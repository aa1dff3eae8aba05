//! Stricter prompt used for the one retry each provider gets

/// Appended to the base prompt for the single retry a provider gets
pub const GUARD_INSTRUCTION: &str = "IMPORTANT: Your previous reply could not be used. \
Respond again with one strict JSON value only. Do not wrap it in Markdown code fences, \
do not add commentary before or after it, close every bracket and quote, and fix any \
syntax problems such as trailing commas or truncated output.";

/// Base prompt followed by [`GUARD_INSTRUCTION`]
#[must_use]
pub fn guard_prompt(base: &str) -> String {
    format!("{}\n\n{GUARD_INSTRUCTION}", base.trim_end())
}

· · ·

• [What the task requires]: The string "used" marks the lines to return from the material. Copy each one.

• [Solution]:
//! Stricter prompt used for the one retry each provider gets
pub const GUARD_INSTRUCTION: &str = "IMPORTANT: Your previous reply could not be used. \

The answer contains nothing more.